EL CASTILLO DE MONZÓN

El 10 de junio de 1642 cayó el castillo de Monzón en manos de las tropas catalanas y francesas durante la Guerra de Secesión Catalana. Este castillo es famoso por ser el lugar donde se encontraba la encomienda más importante de los templarios de la Corona de Aragón. Aprovechando el filón de los templarios, que es un tema de moda, se ha hablado hasta la saciedad de los templarios de Monzón, de cómo se hicieron cargo de la custodia de Jaime I durante su minoría de edad y de cómo, una vez extinguida la Orden del Temple por el papa Clemente V, la encomienda de Monzón resistió con bravura hasta 1309. Tanto es así, que da la impresión de que Monzón no tenga más historia que los templarios.

Sin embargo, Monzón era un baluarte defensivo querido por todos, situado en un enclave estratégico, entre Lérida y Huesca y que por tanto, siempre se ha llevado la peor parte en las guerras de Aragón. Es por ello, que aprovechando la efeméride de hoy, vamos a hablaros del papel del castillo de Monzón en la Guerra de Secesión Catalana del siglo XVII.

En plena guerra contra Francia, en 1640, se sublevaron Cataluña y Portugal contra Felipe III de Aragón y IV de Castilla –conocido como Felipe IV-. Todo comenzó con el asesinato del virrey de Cataluña Santa Coloma y el apoyo de Francia a la causa catalana.

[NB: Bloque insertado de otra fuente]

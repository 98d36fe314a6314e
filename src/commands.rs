//! Command-line subcommands.

use clap::Subcommand;
use std::path::PathBuf;

#[derive(Subcommand, Debug, Clone)]
pub enum Command {
  /// Precache the app shell into the static cache
  Install,
  /// Delete caches left over from earlier versions
  Activate,
  /// Send a GET through the request strategies
  Fetch {
    /// Absolute URL or a path on the origin
    url: String,
    /// Declare the request as a page navigation (Accept: text/html)
    #[arg(long)]
    html: bool,
  },
  /// Show the feed: cached posts first, then the network's
  Feed,
  /// Create a post, queueing it if the backend is unreachable
  Post {
    #[arg(long)]
    title: String,
    #[arg(long)]
    location: String,
    /// Picture to upload with the post
    #[arg(long)]
    image: Option<PathBuf>,
    #[arg(long, requires = "lng", allow_hyphen_values = true)]
    lat: Option<f64>,
    #[arg(long, requires = "lat", allow_hyphen_values = true)]
    lng: Option<f64>,
    /// Queue without trying the network first
    #[arg(long)]
    defer: bool,
  },
  /// List posts waiting to be submitted
  Queue,
  /// Replay queued posts for every pending sync registration
  Sync,
  /// Replay queued posts whenever the origin becomes reachable
  Watch,
  /// Trim the dynamic cache to its configured size
  Trim,
  /// Ask for notification permission and subscribe to push
  Subscribe,
  /// Deliver a push message and show the resulting notification
  Push {
    /// JSON payload: {"title", "content", "image", "openUrl"}
    payload: Option<String>,
    /// Click the notification's action button
    #[arg(long, conflicts_with = "click_body")]
    click: Option<String>,
    /// Click the notification itself
    #[arg(long)]
    click_body: bool,
  },
}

El reino de Aragón era consciente de que se vería muy afectado por una guerra contra Cataluña, ya que era un Estado tapón entre Cataluña y Castilla y además frontera con Francia, enemiga de la monarquía hispánica que apoyaba la causa catalana. Si los catalanes querían atacar a Castilla pasarían por Aragón y si los castellanos querían castigar a los catalanes por su rebelión o a Francia, también pasarían por Aragón. Así que los aragoneses intentaron mediar entre la Corte de Madrid y Cataluña para evitar el conflicto pero los catalanes, envalentonados por el apoyo francés, pidieron a los aragoneses que se unieran a su causa.

Sin embargo, los aragoneses a su manera, sin la ayuda de Francia, ya habían trazado el camino que estaban siguiendo los catalanes mucho tiempo atrás, resistiendo contra los Austrias que querían gobernar toda península como si fuera Castilla sin respetar los fueros, sistemas de gobierno y costumbres de los demás reinos peninsulares. El resultado fue que el reino de Aragón quedó muy debilitado, completamente anulado a merced de los Austrias, sin capacidad de respuesta. Así que los aragoneses no querían rebelarse una vez más contra la monarquía hispánica.

El precio que pagaron los aragoneses por no sumarse a los catalanes, temiendo el castigo de Felipe IV, fue aportar todo el dinero y todos los hombres que requería Felipe para su ejército, soportar las incursiones franco-catalanas y además mantener a los hombres del ejército castellano que saqueaban, violaban y cometían todo tipo de desmanes.

La peor parte se la llevó el territorio colindante con Cataluña, zona en la que se encuentra Monzón, cuyo castillo era pretendido por ambos bandos. Ya en 1641, el mariscal francés La Mothe se quedó a las puertas de Monzón pero tuvo que retirarse al reclamarle asuntos bélicos en Cataluña. Las tropas franco-catalanas volvieron a intentarlo y lo consiguieron tomar en 1642, aunque poco le duró la alegría a los catalanes, ya que en 1643 los ejércitos de Felipe IV reconquistaron el castillo de Monzón.

Por fortuna para Aragón, en 1644 las tropas de Felipe IV conquistaron Lérida y las acciones bélicas pasaron a desarrollarse en Cataluña en su totalidad, librándose los aragoneses de los saqueos de ambos ejércitos, aunque no de aportar hombres y dinero.